▶ **WORK TO BE COMPLETED**: Where the line containing "let right = Rect::new(1920, 0, 2560, 1440);" appears, start copying; continue through the last line below and copy nothing else.

(Collected data)
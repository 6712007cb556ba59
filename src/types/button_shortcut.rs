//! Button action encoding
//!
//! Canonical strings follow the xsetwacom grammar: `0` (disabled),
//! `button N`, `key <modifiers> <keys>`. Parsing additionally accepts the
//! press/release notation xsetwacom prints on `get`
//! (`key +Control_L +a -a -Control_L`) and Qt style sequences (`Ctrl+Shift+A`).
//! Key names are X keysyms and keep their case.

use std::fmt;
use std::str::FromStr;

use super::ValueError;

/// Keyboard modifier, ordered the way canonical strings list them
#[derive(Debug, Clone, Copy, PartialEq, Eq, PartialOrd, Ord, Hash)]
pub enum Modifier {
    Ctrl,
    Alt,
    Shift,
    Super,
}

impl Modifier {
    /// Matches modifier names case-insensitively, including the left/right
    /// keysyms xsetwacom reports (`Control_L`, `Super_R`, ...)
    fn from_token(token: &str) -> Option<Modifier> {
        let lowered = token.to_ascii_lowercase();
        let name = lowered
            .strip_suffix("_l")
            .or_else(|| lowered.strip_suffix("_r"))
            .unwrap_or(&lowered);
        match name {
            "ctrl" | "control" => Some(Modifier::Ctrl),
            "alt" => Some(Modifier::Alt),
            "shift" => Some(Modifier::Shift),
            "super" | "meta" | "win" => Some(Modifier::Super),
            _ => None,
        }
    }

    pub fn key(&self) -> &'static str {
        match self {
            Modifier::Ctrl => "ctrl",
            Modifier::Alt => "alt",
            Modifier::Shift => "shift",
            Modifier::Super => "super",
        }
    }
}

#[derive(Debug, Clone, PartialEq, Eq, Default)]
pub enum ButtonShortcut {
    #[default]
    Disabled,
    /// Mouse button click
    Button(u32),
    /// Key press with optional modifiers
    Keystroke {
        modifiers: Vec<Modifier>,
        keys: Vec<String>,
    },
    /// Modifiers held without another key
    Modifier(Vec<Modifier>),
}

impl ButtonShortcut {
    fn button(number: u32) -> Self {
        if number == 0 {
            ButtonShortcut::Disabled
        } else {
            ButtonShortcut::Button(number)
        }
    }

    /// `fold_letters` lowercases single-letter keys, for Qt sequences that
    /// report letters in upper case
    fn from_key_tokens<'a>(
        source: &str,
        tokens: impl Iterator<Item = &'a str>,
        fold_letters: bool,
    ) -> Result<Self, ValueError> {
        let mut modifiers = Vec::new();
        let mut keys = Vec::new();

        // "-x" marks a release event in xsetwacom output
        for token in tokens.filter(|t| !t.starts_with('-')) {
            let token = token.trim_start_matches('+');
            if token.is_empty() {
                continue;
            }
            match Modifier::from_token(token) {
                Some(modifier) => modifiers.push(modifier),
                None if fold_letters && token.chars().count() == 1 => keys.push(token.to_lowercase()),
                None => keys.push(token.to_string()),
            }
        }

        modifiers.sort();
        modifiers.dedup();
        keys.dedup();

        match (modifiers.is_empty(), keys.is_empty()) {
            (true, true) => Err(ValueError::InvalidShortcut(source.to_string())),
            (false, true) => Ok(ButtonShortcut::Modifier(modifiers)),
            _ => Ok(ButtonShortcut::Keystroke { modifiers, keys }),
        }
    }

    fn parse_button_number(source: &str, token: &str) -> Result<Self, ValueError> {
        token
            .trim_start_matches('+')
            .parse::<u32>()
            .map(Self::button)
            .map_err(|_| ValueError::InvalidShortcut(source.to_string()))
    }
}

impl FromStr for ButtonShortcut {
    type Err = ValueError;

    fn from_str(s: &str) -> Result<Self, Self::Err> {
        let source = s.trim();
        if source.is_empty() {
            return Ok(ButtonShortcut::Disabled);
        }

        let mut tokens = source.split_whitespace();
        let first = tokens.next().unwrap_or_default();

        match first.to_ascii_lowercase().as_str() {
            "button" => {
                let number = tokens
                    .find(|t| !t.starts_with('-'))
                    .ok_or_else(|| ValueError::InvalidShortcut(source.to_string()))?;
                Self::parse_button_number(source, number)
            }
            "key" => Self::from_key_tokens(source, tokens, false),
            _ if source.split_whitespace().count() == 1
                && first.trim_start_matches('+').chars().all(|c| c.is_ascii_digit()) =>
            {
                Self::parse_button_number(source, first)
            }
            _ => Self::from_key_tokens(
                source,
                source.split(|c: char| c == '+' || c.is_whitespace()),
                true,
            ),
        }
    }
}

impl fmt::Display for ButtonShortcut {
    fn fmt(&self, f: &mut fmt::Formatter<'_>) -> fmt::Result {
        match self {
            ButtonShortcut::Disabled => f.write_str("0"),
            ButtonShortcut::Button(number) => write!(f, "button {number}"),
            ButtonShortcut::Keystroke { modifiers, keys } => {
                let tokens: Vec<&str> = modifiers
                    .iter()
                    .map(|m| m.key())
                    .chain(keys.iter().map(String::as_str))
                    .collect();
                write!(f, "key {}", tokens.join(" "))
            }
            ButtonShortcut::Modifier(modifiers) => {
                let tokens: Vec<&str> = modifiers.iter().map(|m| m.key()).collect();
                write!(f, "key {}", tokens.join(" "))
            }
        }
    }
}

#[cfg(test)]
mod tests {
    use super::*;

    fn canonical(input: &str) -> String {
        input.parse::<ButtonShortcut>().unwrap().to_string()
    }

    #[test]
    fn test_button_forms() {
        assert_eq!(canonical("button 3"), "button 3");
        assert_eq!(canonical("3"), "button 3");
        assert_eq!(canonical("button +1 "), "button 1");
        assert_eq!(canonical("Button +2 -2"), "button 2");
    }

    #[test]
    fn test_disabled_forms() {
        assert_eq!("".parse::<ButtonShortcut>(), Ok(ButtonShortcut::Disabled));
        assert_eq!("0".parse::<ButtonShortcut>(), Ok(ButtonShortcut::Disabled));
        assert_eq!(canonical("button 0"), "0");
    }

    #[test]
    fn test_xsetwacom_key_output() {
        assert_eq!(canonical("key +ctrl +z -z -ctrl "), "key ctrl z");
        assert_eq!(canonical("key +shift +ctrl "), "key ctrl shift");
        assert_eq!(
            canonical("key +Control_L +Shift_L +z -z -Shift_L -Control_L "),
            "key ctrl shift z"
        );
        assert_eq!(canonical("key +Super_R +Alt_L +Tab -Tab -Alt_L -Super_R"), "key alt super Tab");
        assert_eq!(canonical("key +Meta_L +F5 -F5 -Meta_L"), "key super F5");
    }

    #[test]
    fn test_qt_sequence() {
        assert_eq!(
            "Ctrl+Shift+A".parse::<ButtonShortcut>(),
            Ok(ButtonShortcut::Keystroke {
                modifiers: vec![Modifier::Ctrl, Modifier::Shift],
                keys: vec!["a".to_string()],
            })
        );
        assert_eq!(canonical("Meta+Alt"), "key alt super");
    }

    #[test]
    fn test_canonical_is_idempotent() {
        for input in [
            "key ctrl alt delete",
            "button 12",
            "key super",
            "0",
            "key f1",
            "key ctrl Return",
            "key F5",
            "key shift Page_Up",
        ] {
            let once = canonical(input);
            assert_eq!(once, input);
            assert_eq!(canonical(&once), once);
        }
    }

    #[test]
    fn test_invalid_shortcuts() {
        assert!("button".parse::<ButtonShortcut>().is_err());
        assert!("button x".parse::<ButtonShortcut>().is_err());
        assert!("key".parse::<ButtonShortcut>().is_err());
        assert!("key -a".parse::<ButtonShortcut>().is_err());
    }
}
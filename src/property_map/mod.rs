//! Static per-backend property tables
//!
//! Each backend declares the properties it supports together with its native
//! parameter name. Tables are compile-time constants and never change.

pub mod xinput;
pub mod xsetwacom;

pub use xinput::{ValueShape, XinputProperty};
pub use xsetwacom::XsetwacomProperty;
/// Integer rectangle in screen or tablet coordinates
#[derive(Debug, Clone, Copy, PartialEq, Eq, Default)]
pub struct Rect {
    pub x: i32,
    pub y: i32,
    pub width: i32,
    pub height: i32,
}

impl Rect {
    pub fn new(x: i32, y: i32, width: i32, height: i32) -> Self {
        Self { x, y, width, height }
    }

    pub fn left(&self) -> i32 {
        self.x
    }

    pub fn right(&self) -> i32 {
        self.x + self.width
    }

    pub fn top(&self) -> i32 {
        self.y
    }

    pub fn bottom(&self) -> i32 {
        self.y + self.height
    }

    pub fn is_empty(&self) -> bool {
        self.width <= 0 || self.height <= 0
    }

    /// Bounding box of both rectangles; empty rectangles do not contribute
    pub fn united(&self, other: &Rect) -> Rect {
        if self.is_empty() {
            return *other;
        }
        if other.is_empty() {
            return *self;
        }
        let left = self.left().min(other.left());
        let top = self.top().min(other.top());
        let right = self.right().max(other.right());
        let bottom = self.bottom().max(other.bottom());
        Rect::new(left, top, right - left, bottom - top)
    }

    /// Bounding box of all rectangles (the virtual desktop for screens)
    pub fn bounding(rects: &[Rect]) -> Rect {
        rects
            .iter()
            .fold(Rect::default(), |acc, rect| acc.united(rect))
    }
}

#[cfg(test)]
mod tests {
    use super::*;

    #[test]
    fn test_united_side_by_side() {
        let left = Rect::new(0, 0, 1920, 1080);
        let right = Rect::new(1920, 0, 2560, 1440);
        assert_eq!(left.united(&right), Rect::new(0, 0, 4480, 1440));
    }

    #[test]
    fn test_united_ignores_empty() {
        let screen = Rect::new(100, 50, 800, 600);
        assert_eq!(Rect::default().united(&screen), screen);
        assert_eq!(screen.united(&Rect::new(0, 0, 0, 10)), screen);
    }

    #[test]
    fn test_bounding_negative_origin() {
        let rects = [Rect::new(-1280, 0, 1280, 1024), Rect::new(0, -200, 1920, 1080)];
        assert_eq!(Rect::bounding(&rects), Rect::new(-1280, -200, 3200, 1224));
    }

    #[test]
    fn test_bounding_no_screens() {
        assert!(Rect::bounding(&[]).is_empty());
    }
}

▶ **RESULT OF THIS EXERCISE**:
        let right = Rect::new(1920, 0, 2560, 1440);
        assert_eq!(left.united(&right), Rect::new(0, 0, 4480, 1440));
    }

    #[test]
    fn test_united_ignores_empty() {
        let screen = Rect::new(100, 50, 800, 600);
        assert_eq!(Rect::default().united(&screen), screen);
        assert_eq!(screen.united(&Rect::new(0, 0, 0, 10)), screen);
    }

    #[test]
    fn test_bounding_negative_origin() {
        let rects = [Rect::new(-1280, 0, 1280, 1024), Rect::new(0, -200, 1920, 1080)];
        assert_eq!(Rect::bounding(&rects), Rect::new(-1280, -200, 3200, 1224));
    }

    #[test]
    fn test_bounding_no_screens() {
        assert!(Rect::bounding(&[]).is_empty());
    }
}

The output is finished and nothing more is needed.